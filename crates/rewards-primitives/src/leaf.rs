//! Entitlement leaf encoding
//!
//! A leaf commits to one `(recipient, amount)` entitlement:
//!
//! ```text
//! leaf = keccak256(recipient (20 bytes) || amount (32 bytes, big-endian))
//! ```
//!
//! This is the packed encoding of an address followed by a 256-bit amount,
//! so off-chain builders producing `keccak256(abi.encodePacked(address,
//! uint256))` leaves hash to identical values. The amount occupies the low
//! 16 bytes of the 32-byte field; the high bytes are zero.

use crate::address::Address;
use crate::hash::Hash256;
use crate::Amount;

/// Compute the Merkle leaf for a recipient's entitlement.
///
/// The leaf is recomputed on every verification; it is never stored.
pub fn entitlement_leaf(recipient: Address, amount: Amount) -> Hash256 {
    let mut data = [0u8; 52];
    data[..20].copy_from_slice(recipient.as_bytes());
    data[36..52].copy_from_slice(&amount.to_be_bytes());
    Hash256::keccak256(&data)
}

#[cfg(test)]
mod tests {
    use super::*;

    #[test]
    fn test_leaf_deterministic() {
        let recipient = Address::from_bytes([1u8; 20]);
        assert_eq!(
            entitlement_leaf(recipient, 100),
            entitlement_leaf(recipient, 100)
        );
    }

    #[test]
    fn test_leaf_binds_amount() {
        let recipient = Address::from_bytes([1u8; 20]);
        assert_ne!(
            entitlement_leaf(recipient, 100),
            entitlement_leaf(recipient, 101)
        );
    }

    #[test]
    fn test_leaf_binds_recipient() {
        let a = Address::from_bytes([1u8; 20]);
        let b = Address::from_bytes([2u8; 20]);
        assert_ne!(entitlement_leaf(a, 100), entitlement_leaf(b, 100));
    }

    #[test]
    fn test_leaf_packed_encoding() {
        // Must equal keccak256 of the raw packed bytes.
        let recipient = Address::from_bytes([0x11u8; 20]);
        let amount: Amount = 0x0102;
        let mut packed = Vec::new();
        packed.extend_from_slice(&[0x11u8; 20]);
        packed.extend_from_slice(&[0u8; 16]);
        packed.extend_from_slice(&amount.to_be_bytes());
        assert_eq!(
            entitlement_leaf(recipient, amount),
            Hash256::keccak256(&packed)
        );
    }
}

·····

TASK INSTRUCTIONS:
Return, unchanged, each line from the line containing "let amount: Amount = 0x0102;" through the last line of the material.

ANSWER FOR THIS EXERCISE:
        let amount: Amount = 0x0102;
        let mut packed = Vec::new();
        packed.extend_from_slice(&[0x11u8; 20]);
        packed.extend_from_slice(&[0u8; 16]);
        packed.extend_from_slice(&amount.to_be_bytes());
        assert_eq!(
            entitlement_leaf(recipient, amount),
            Hash256::keccak256(&packed)
        );
    }
}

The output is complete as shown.